Blaise Lantana blaise.lantana at riomail.maricopa.edu
Thu Sep 27 21:24:42 EDT 2007


Thanks for a plug for the newspaper, Jim

 

Even though I work for an npr station, I too like my news read more than
heard.  PLUS some voices are just annoying and for some reason voice quality
is less important than ever on radio and tv.

  

In the past few years I have even found npr less interesting, but I thought
maybe it's just me, maybe I'm out of their demographic now that they are
reaching for youth.  

 

Probably I like reading my news because I like skimming the slow parts, or
things I already know and re-reading something more technical. I also prefer
more depth and background to a story than just the highpoints.

 

I also read some online news sources which is not quite as good as a real
newspaper and a cup of coffee, but I still have control of the pace if not
the depth.  I never thought that reading the paper would mean I was old.
When I was growing up it meant you were thoughtful and intelligent.  

 

Plus I really like using my ears for listening to music.  

 

I live in a neighborhood with some first generation immigrant families,
Indian, Albanian, Korean.  Interestingly they all get the paper, the college
kids don't. 

 

Blaise Lantana

Music Director

KJZZ Phoenix

 

(quoting from the article in)
the liberal media by Eric Alterman

It Ain't Necessarily So...

[from the September 10, 2007 issue]

(excerpt) 

 

What appears to be going on here is not a rise in the size of the audience
that prizes Fox News-style nonsense.
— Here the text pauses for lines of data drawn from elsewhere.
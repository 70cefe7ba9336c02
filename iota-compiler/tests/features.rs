//! Language-feature coverage: each program must compile to non-empty
//! assembly ending in a halt-reachable, fully linked text segment.

use iota_compiler::backend::AllocatorKind;
use iota_compiler::{compile_to_marvin, compile_to_marvin_with_allocator};

fn compiles(source: &str) -> String {
    let asm = compile_to_marvin(source).expect("program should compile");
    assert!(!asm.is_empty());
    asm
}

#[test]
fn empty_main() {
    compiles("void main() { }");
}

#[test]
fn boolean_short_circuit_and() {
    compiles(
        r#"
        void main() {
            int a = read();
            int b = read();
            if (a > 0 && b > 0) {
                write(a + b);
            }
        }
    "#,
    );
}

#[test]
fn boolean_short_circuit_or() {
    compiles(
        r#"
        void main() {
            int a = read();
            if (a < 0 || a > 100) {
                write(0);
            } else {
                write(a);
            }
        }
    "#,
    );
}

#[test]
fn logical_not_flips_branches() {
    let asm = compiles(
        r#"
        void main() {
            boolean b = read() == 0;
            if (!b) {
                write(1);
            }
        }
    "#,
    );
    // !b branches on the variable's value directly; no extra negation code.
    assert!(!asm.contains("mul"), "negation must not use arithmetic");
}

#[test]
fn unary_minus_multiplies_by_minus_one() {
    let asm = compiles("void main() { write(-read()); }");
    assert!(asm.contains("mul"), "-x lowers to -1 * x");
}

#[test]
fn nested_ifs_with_dangling_else() {
    compiles(
        r#"
        void main() {
            int a = read();
            if (a > 0)
                if (a > 10)
                    write(2);
                else
                    write(1);
        }
    "#,
    );
}

#[test]
fn nested_loops() {
    compiles(
        r#"
        void main() {
            int i = 0;
            while (i < 10) {
                int j = 0;
                while (j < i) {
                    write(i * j);
                    j = j + 1;
                }
                i = i + 1;
            }
        }
    "#,
    );
}

#[test]
fn boolean_valued_method_and_overloaded_write() {
    compiles(
        r#"
        boolean positive(int x) { return x > 0; }
        void main() {
            write(positive(read()));
            write(true);
        }
    "#,
    );
}

#[test]
fn assignment_as_value() {
    compiles(
        r#"
        void main() {
            int x = 0;
            int y = 0;
            x = y = read();
            write(x + y);
        }
    "#,
    );
}

#[test]
fn call_result_discarded() {
    compiles(
        r#"
        int next() { return read() + 1; }
        void main() {
            next();
            write(0);
        }
    "#,
    );
}

#[test]
fn recursion() {
    compiles(
        r#"
        int fib(int n) {
            if (n < 2) {
                return n;
            }
            return fib(n - 1) + fib(n - 2);
        }
        void main() { write(fib(10)); }
    "#,
    );
}

#[test]
fn remainder_and_division() {
    let asm = compiles("void main() { write(read() % 7 + read() / 3); }");
    assert!(asm.contains("mod"));
    assert!(asm.contains("div"));
}

#[test]
fn deeply_nested_expression() {
    compiles("void main() { write(((1 + 2) * (3 - 4)) / ((5 % 3) + 1)); }");
}

#[test]
fn comparison_operators() {
    compiles(
        r#"
        void main() {
            int a = read();
            int b = read();
            if (a < b) { write(1); }
            if (a <= b) { write(2); }
            if (a > b) { write(3); }
            if (a >= b) { write(4); }
            if (a == b) { write(5); }
            if (a != b) { write(6); }
        }
    "#,
    );
}

#[test]
fn graph_allocator_accepts_all_features() {
    let source = r#"
        int sum(int n) {
            int i = 0;
            int s = 0;
            while (i < n) {
                s = s + i;
                i = i + 1;
            }
            return s;
        }
        void main() { write(sum(read())); }
    "#;
    let asm = compile_to_marvin_with_allocator(AllocatorKind::Graph, source)
        .expect("graph allocator should compile the program");
    assert!(asm.contains("# sum(I)I"));
}

#[test]
fn both_allocators_agree_on_method_layout() {
    let source = r#"
        int twice(int x) { return x + x; }
        void main() { write(twice(21)); }
    "#;
    let naive = compile_to_marvin_with_allocator(AllocatorKind::Naive, source).unwrap();
    let graph = compile_to_marvin_with_allocator(AllocatorKind::Graph, source).unwrap();
    for asm in [&naive, &graph] {
        assert!(asm.contains("# twice(I)I"));
        assert!(asm.contains("# main()V"));
    }
}
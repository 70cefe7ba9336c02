//! Compiler for iota, a tiny Java-like language with integers, booleans,
//! and static methods. Programs are lowered through JVM bytecode into the
//! instruction set of the Marvin register machine and emitted as textual
//! assembly.

pub mod backend;
pub mod classfile;
pub mod frontend;

use backend::{AllocatorKind, BackendError, MarvinEmitter};
use classfile::ClassFile;
use frontend::analysis::SemanticErrors;
use frontend::emitter::EmitterError;
use frontend::lexer::LexicalError;
use frontend::parser::ParseError;
use thiserror::Error;

#[derive(Error, Debug)]
pub enum CompileError {
    #[error("Lexical error: {0}")]
    Lexical(#[from] LexicalError),

    #[error("Syntax error: {0}")]
    Parse(#[from] ParseError),

    #[error("Semantic error(s):\n{0}")]
    Semantic(#[from] SemanticErrors),

    #[error("Bytecode error: {0}")]
    Bytecode(#[from] EmitterError),

    #[error("Internal compiler error: {0}")]
    Backend(#[from] BackendError),
}

/// Compiles source text through the front end to the class-file form the
/// back end consumes.
pub fn compile_to_class(source: &str) -> Result<ClassFile, CompileError> {
    let tokens = frontend::lexer::tokenize(source)?;
    let mut program = frontend::parser::Parser::new(tokens).parse_program()?;
    frontend::analysis::analyze(&mut program)?;
    Ok(frontend::emitter::emit_program(&program)?)
}

/// Compiles source text all the way to Marvin assembly (naive allocator).
pub fn compile_to_marvin(source: &str) -> Result<String, CompileError> {
    compile_to_marvin_with_allocator(AllocatorKind::Naive, source)
}

/// Compiles source text to Marvin assembly with a specific allocator.
pub fn compile_to_marvin_with_allocator(
    kind: AllocatorKind,
    source: &str,
) -> Result<String, CompileError> {
    let class = compile_to_class(source)?;
    let mut emitter = MarvinEmitter::new(kind, false);
    emitter.compile(&class)?;
    let mut out = Vec::new();
    emitter.write_program(&mut out)?;
    Ok(String::from_utf8(out).expect("assembly text is UTF-8"))
}
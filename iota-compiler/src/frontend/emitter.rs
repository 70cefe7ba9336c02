//! Bytecode emitter: lowers the analyzed AST to the class-file model.
//!
//! Boolean-valued expressions follow the branch-on-condition protocol: in
//! branch position they compile to a conditional jump against a label, and
//! in value position they materialize `1`/`0` around that same protocol.
//! Labels are backpatched to signed 16-bit offsets relative to the branch
//! instruction when the method is finalized.

use super::ast::*;
use crate::classfile::{opcodes::*, ClassFile, ConstantPool, MethodInfo};
use std::fmt;

#[derive(Debug, Clone)]
pub struct EmitterError {
    pub method: String,
    pub message: String,
}

impl fmt::Display for EmitterError {
    fn fmt(&self, f: &mut fmt::Formatter<'_>) -> fmt::Result {
        write!(f, "method {}: {}", self.method, self.message)
    }
}

impl std::error::Error for EmitterError {}

/// Lowers a fully analyzed program to bytecode.
pub fn emit_program(program: &Program) -> Result<ClassFile, EmitterError> {
    let mut constant_pool = ConstantPool::new();
    let mut methods = Vec::new();
    for method in &program.methods {
        let emitter = MethodEmitter::new(method, &mut constant_pool);
        methods.push(emitter.emit()?);
    }
    Ok(ClassFile {
        constant_pool,
        methods,
    })
}

type Label = usize;

struct MethodEmitter<'a> {
    method: &'a MethodDecl,
    pool: &'a mut ConstantPool,
    code: Vec<u8>,
    labels: Vec<Option<usize>>,
    fixups: Vec<(usize, Label)>,
    instruction_after_label: bool,
}

type EResult<T> = Result<T, EmitterError>;

impl<'a> MethodEmitter<'a> {
    fn new(method: &'a MethodDecl, pool: &'a mut ConstantPool) -> Self {
        Self {
            method,
            pool,
            code: Vec::new(),
            labels: Vec::new(),
            fixups: Vec::new(),
            instruction_after_label: true,
        }
    }

    fn emit(mut self) -> EResult<MethodInfo> {
        for stmt in &self.method.body {
            self.emit_stmt(stmt)?;
        }
        if self.method.return_type == Type::Void {
            self.push_op(RETURN);
        }
        // A label placed at the very end of the code would point one past the
        // last instruction; pad with a NOP so every branch target is real.
        if !self.instruction_after_label {
            self.push_op(NOP);
        }
        self.patch_labels()?;
        Ok(MethodInfo {
            name: self.method.name.clone(),
            descriptor: self.method.descriptor(),
            max_locals: self.method.max_locals,
            code: self.code,
        })
    }

    // ── Statements ──────────────────────────────────────────────────────

    fn emit_stmt(&mut self, stmt: &Stmt) -> EResult<()> {
        match stmt {
            Stmt::Block(stmts) => {
                for s in stmts {
                    self.emit_stmt(s)?;
                }
            }
            Stmt::VarDecl { name, init, slot, .. } => {
                if let Some(init) = init {
                    self.emit_expr(init)?;
                    let slot = self.slot(*slot, name)?;
                    self.push_op_arg(ISTORE, slot);
                }
            }
            Stmt::If {
                condition,
                then_part,
                else_part,
            } => {
                let else_label = self.create_label();
                let end_label = self.create_label();
                self.emit_branch(condition, else_label, false)?;
                self.emit_stmt(then_part)?;
                if else_part.is_some() {
                    self.branch(GOTO, end_label);
                }
                self.place_label(else_label);
                if let Some(else_part) = else_part {
                    self.emit_stmt(else_part)?;
                    self.place_label(end_label);
                }
            }
            Stmt::While { condition, body } => {
                let test_label = self.create_label();
                let end_label = self.create_label();
                self.place_label(test_label);
                self.emit_branch(condition, end_label, false)?;
                self.emit_stmt(body)?;
                self.branch(GOTO, test_label);
                self.place_label(end_label);
            }
            Stmt::Return { value, .. } => match value {
                None => self.push_op(RETURN),
                Some(value) => {
                    self.emit_expr(value)?;
                    self.push_op(IRETURN);
                }
            },
            Stmt::Expr(expr) => {
                self.emit_expr(expr)?;
            }
        }
        Ok(())
    }

    // ── Expressions in value position ───────────────────────────────────

    fn emit_expr(&mut self, expr: &Expr) -> EResult<()> {
        match expr {
            Expr::IntLit { value, .. } => self.emit_ldc(*value),
            Expr::BoolLit { value, .. } => {
                self.push_op(if *value { ICONST_1 } else { ICONST_0 });
                Ok(())
            }
            Expr::Var { name, slot, .. } => {
                let slot = self.slot(*slot, name)?;
                self.push_op_arg(ILOAD, slot);
                Ok(())
            }
            Expr::Assign {
                name,
                value,
                slot,
                is_statement,
                ..
            } => {
                self.emit_expr(value)?;
                if !is_statement {
                    self.push_op(DUP);
                }
                let slot = self.slot(*slot, name)?;
                self.push_op_arg(ISTORE, slot);
                Ok(())
            }
            Expr::Call {
                name,
                args,
                descriptor,
                return_type,
                is_statement,
                ..
            } => {
                for arg in args {
                    self.emit_expr(arg)?;
                }
                let desc = descriptor
                    .clone()
                    .ok_or_else(|| self.internal("unresolved call"))?;
                let index = self.pool.intern_method_ref(name, &desc);
                let [hi, lo] = index.to_be_bytes();
                self.push_op(INVOKESTATIC);
                self.code.push(hi);
                self.code.push(lo);
                if *is_statement && *return_type != Some(Type::Void) {
                    // Discard an unused call result.
                    self.push_op(POP);
                }
                Ok(())
            }
            Expr::Binary { op, lhs, rhs, .. } if !op.is_comparison() && !op.is_logical() => {
                self.emit_expr(lhs)?;
                self.emit_expr(rhs)?;
                self.push_op(match op {
                    BinOp::Add => IADD,
                    BinOp::Sub => ISUB,
                    BinOp::Mul => IMUL,
                    BinOp::Div => IDIV,
                    BinOp::Rem => IREM,
                    _ => unreachable!(),
                });
                Ok(())
            }
            Expr::Unary {
                op: UnOp::Neg,
                operand,
                ..
            } => {
                self.emit_expr(operand)?;
                self.push_op(INEG);
                Ok(())
            }
            // Boolean-valued operators materialize 1/0 via their branch form.
            boolean => self.emit_materialized(boolean),
        }
    }

    fn emit_materialized(&mut self, expr: &Expr) -> EResult<()> {
        let false_label = self.create_label();
        let true_label = self.create_label();
        self.emit_branch(expr, false_label, false)?;
        self.push_op(ICONST_1);
        self.branch(GOTO, true_label);
        self.place_label(false_label);
        self.push_op(ICONST_0);
        self.place_label(true_label);
        Ok(())
    }

    fn emit_ldc(&mut self, value: i32) -> EResult<()> {
        let index = self
            .pool
            .intern_int(value)
            .ok_or_else(|| self.internal("constant pool overflow"))?;
        self.push_op(LDC);
        self.code.push(index);
        Ok(())
    }

    // ── Expressions in branch position ──────────────────────────────────

    /// Emits code that jumps to `target` when `expr` evaluates to `on_true`.
    fn emit_branch(&mut self, expr: &Expr, target: Label, on_true: bool) -> EResult<()> {
        match expr {
            Expr::Binary { op, lhs, rhs, .. } if op.is_comparison() => {
                self.emit_expr(lhs)?;
                self.emit_expr(rhs)?;
                let opcode = match (op, on_true) {
                    (BinOp::Eq, true) => IF_ICMPEQ,
                    (BinOp::Eq, false) => IF_ICMPNE,
                    (BinOp::Ne, true) => IF_ICMPNE,
                    (BinOp::Ne, false) => IF_ICMPEQ,
                    (BinOp::Lt, true) => IF_ICMPLT,
                    (BinOp::Lt, false) => IF_ICMPGE,
                    (BinOp::Le, true) => IF_ICMPLE,
                    (BinOp::Le, false) => IF_ICMPGT,
                    (BinOp::Gt, true) => IF_ICMPGT,
                    (BinOp::Gt, false) => IF_ICMPLE,
                    (BinOp::Ge, true) => IF_ICMPGE,
                    (BinOp::Ge, false) => IF_ICMPLT,
                    _ => unreachable!(),
                };
                self.branch(opcode, target);
                Ok(())
            }
            Expr::Binary {
                op: BinOp::And,
                lhs,
                rhs,
                ..
            } => {
                if on_true {
                    let fall_through = self.create_label();
                    self.emit_branch(lhs, fall_through, false)?;
                    self.emit_branch(rhs, target, true)?;
                    self.place_label(fall_through);
                } else {
                    self.emit_branch(lhs, target, false)?;
                    self.emit_branch(rhs, target, false)?;
                }
                Ok(())
            }
            Expr::Binary {
                op: BinOp::Or,
                lhs,
                rhs,
                ..
            } => {
                if on_true {
                    self.emit_branch(lhs, target, true)?;
                    self.emit_branch(rhs, target, true)?;
                } else {
                    let fall_through = self.create_label();
                    self.emit_branch(lhs, fall_through, true)?;
                    self.emit_branch(rhs, target, false)?;
                    self.place_label(fall_through);
                }
                Ok(())
            }
            Expr::Unary {
                op: UnOp::Not,
                operand,
                ..
            } => self.emit_branch(operand, target, !on_true),
            Expr::BoolLit { value, .. } => {
                if *value == on_true {
                    self.branch(GOTO, target);
                }
                Ok(())
            }
            // Variables, calls, and assignments of boolean type: evaluate,
            // then branch on the 1/0 result.
            other => {
                self.emit_expr(other)?;
                self.branch(if on_true { IFNE } else { IFEQ }, target);
                Ok(())
            }
        }
    }

    // ── Code buffer and label management ────────────────────────────────

    fn push_op(&mut self, opcode: u8) {
        self.code.push(opcode);
        self.instruction_after_label = true;
    }

    fn push_op_arg(&mut self, opcode: u8, arg: u8) {
        self.push_op(opcode);
        self.code.push(arg);
    }

    fn branch(&mut self, opcode: u8, label: Label) {
        let branch_pc = self.code.len();
        self.push_op(opcode);
        self.code.push(0);
        self.code.push(0);
        self.fixups.push((branch_pc, label));
    }

    fn create_label(&mut self) -> Label {
        self.labels.push(None);
        self.labels.len() - 1
    }

    fn place_label(&mut self, label: Label) {
        self.labels[label] = Some(self.code.len());
        self.instruction_after_label = false;
    }

    fn patch_labels(&mut self) -> EResult<()> {
        for &(branch_pc, label) in &self.fixups {
            let target = self.labels[label].ok_or_else(|| EmitterError {
                method: self.method.name.clone(),
                message: "unresolved jump label".to_string(),
            })?;
            let offset = target as isize - branch_pc as isize;
            if offset < i16::MIN as isize || offset > i16::MAX as isize {
                return Err(EmitterError {
                    method: self.method.name.clone(),
                    message: "branch offset out of range".to_string(),
                });
            }
            let [hi, lo] = (offset as i16).to_be_bytes();
            self.code[branch_pc + 1] = hi;
            self.code[branch_pc + 2] = lo;
        }
        Ok(())
    }

    fn slot(&self, slot: Option<u8>, name: &str) -> EResult<u8> {
        slot.ok_or_else(|| self.internal(&format!("unresolved variable {name}")))
    }

    fn internal(&self, message: &str) -> EmitterError {
        EmitterError {
            method: self.method.name.clone(),
            message: message.to_string(),
        }
    }
}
Rather, it's that the proportion of
people who get their news from traditional sources has sunk significantly.
Given their relative paucity of production values, talk-radio and cable news
programs can be profitably sustained with audiences that are a fraction of
those required by broadcast and entertainment programs. The fact that most
Americans find themselves increasingly alienated from the system that Rupert
Murdoch, Roger Ailes and Rush Limbaugh have pioneered has not led their
competitors to rethink the content of their broadcasts, only to focus more
intensely on what remains of their diminishing audiences. Given the tendency
of so many reporters to follow the herd news of the day--Edwards's haircut,
Hillary's cleavage--the net result is a perversion of our political process
in pursuit of an understandably alienated American public.

Can you imagine a worse way to run a democracy?